>>>
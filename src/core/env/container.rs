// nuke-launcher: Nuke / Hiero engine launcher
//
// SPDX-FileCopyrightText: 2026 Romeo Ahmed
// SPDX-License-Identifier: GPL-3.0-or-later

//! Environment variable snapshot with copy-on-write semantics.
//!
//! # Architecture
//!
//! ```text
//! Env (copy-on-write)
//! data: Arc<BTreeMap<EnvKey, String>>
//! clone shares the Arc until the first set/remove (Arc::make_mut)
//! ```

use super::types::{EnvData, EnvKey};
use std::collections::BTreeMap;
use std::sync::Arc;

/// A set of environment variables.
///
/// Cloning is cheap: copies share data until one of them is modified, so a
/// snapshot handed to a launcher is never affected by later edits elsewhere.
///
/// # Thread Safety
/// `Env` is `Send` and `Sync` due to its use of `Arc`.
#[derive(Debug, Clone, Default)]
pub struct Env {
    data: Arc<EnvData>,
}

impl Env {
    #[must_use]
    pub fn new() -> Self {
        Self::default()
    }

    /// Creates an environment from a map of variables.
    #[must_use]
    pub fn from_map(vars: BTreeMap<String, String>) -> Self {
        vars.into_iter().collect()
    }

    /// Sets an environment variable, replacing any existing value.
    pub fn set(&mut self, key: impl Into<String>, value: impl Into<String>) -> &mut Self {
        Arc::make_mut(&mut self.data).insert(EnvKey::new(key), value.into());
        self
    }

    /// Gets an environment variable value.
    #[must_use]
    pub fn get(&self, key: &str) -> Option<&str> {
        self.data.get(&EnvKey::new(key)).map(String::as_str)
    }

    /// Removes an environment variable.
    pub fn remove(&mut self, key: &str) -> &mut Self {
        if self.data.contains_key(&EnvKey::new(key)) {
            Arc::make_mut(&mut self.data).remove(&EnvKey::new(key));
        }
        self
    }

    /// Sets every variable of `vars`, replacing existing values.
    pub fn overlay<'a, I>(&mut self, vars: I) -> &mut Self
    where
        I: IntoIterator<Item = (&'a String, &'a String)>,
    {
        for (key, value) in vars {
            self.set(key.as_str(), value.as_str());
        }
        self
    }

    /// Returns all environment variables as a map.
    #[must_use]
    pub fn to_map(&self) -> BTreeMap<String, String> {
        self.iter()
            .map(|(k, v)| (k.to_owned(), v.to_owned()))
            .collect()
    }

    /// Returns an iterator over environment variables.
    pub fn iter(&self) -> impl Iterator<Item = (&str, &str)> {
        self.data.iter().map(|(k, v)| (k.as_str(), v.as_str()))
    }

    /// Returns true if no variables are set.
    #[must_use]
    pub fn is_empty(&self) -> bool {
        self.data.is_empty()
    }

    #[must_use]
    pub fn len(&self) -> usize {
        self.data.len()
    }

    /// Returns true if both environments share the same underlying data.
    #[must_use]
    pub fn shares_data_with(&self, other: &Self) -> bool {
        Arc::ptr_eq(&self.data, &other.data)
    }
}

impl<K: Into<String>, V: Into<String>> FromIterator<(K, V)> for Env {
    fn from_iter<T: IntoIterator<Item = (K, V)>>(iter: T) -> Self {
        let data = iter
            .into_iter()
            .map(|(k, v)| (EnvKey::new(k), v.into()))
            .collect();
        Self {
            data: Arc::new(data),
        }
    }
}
<<<
>>>
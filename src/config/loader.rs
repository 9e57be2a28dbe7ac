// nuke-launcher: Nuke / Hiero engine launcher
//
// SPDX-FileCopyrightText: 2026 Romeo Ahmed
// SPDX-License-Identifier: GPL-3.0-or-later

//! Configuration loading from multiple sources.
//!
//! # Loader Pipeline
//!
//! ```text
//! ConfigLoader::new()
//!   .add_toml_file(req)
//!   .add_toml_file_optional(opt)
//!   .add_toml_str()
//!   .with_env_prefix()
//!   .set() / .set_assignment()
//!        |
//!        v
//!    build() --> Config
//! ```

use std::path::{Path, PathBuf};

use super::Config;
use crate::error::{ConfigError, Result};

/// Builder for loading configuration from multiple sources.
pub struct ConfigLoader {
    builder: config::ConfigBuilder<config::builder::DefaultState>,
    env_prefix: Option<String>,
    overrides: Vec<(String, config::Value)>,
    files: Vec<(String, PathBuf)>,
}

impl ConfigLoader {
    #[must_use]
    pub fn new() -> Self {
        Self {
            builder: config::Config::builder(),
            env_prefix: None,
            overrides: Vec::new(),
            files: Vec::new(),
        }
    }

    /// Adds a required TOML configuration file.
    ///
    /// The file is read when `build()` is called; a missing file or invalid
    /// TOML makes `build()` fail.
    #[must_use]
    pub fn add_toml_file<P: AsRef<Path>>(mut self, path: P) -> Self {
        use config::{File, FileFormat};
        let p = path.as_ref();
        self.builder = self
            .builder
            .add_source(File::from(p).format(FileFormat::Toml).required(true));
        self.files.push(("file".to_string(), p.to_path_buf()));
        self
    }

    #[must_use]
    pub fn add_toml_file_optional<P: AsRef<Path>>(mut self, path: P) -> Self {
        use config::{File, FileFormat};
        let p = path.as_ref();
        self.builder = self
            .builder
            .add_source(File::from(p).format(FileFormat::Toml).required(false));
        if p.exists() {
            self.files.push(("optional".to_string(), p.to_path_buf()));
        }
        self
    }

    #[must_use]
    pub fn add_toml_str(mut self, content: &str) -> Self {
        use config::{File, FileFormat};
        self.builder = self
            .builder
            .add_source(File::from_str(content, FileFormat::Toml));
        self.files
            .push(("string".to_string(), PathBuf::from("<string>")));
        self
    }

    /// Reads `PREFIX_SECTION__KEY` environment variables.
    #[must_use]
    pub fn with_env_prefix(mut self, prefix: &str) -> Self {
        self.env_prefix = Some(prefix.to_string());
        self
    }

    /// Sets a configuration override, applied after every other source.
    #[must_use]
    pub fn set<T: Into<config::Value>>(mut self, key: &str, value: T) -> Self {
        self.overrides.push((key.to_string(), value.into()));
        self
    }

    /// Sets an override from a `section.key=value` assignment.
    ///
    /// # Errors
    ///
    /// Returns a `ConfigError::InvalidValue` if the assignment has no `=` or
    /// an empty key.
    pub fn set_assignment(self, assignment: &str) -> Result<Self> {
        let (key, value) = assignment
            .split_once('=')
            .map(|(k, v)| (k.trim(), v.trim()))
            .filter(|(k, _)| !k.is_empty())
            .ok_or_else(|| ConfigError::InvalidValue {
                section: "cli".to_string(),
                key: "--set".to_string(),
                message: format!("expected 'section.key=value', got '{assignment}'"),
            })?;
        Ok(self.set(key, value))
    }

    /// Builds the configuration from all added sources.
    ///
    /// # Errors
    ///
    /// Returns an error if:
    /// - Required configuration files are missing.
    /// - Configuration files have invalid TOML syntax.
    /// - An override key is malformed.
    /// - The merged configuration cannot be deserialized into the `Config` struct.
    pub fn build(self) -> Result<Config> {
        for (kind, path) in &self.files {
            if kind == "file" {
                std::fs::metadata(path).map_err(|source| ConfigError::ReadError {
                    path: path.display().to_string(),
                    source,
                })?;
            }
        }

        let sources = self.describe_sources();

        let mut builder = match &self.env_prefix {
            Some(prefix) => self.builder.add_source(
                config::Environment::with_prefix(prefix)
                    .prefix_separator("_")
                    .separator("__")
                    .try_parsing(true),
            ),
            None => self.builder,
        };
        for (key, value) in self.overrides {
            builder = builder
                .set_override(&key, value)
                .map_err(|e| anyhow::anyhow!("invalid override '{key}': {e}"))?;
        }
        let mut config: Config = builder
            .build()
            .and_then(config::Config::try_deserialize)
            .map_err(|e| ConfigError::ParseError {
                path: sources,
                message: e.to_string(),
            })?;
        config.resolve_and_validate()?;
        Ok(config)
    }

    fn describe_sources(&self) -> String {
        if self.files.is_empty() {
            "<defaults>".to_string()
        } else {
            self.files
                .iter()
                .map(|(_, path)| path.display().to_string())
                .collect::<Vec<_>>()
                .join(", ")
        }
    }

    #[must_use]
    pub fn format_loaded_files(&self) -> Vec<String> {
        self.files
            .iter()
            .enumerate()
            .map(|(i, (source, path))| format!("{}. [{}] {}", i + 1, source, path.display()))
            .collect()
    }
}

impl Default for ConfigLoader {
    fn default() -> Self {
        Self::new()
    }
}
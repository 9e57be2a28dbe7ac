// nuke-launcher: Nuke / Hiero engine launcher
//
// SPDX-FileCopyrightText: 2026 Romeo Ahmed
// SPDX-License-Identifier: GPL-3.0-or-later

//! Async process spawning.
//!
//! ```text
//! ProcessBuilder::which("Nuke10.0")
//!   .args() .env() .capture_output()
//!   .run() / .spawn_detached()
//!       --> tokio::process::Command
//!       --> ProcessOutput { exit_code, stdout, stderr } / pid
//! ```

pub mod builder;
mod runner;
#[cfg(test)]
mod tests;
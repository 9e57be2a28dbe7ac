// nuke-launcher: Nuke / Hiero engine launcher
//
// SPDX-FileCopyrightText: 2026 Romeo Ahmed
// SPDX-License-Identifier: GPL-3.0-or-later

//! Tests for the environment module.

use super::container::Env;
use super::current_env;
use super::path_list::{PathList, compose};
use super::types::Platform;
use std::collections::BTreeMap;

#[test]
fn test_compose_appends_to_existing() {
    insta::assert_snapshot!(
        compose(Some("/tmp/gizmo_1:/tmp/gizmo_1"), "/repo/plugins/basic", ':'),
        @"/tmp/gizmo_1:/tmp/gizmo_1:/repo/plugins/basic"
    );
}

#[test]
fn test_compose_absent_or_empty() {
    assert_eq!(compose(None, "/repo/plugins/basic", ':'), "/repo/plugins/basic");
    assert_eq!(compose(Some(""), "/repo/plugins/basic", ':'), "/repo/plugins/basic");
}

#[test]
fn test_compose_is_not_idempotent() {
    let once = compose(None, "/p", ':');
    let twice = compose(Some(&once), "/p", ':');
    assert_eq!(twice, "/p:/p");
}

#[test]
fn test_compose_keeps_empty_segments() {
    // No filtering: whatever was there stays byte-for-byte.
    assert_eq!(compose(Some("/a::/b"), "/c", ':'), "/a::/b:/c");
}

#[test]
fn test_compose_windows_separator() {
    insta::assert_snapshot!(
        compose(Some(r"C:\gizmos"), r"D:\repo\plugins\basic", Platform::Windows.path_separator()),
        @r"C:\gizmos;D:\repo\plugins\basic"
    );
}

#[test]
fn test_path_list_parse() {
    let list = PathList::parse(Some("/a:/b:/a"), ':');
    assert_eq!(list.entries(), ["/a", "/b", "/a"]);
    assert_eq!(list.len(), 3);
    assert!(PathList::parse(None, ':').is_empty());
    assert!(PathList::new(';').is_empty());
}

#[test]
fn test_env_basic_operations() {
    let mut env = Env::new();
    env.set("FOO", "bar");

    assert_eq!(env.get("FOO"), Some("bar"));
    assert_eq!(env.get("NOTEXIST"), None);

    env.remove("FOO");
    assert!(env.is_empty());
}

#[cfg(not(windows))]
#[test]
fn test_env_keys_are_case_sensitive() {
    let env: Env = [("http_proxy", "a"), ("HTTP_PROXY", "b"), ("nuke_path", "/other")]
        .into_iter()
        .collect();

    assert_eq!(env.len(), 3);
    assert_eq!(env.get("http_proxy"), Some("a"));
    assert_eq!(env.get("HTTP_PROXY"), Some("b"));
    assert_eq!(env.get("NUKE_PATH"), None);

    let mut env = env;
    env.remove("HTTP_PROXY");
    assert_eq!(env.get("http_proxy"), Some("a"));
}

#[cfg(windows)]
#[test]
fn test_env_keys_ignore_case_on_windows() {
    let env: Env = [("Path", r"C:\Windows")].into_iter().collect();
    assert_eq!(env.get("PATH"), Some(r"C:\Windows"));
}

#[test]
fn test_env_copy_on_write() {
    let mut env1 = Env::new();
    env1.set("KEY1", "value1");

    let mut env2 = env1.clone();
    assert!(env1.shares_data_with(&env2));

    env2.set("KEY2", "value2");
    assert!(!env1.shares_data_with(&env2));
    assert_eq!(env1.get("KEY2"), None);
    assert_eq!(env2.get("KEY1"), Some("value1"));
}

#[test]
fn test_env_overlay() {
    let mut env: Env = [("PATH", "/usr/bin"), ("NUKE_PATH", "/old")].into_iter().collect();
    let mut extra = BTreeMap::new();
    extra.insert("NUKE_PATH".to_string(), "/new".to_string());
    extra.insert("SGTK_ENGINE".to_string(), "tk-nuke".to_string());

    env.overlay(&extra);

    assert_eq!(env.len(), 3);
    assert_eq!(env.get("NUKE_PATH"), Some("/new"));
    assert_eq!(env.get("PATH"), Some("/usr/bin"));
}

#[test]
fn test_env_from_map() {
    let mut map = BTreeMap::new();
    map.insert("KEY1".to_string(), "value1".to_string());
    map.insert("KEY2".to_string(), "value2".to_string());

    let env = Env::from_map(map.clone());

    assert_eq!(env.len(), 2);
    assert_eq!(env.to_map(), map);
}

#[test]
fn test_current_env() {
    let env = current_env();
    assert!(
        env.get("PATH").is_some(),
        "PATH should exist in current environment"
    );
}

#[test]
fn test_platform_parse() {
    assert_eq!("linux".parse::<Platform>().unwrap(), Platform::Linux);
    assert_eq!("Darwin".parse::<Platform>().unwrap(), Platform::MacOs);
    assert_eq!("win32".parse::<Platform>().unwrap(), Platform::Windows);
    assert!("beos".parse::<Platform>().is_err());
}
<<<
## What to do
Copy task for the entries above: every line with the string "display".

## Answer for this exercise
                    path: path.display().to_string(),
                .map(|(_, path)| path.display().to_string())
            .map(|(i, (source, path))| format!("{}. [{}] {}", i + 1, source, path.display()))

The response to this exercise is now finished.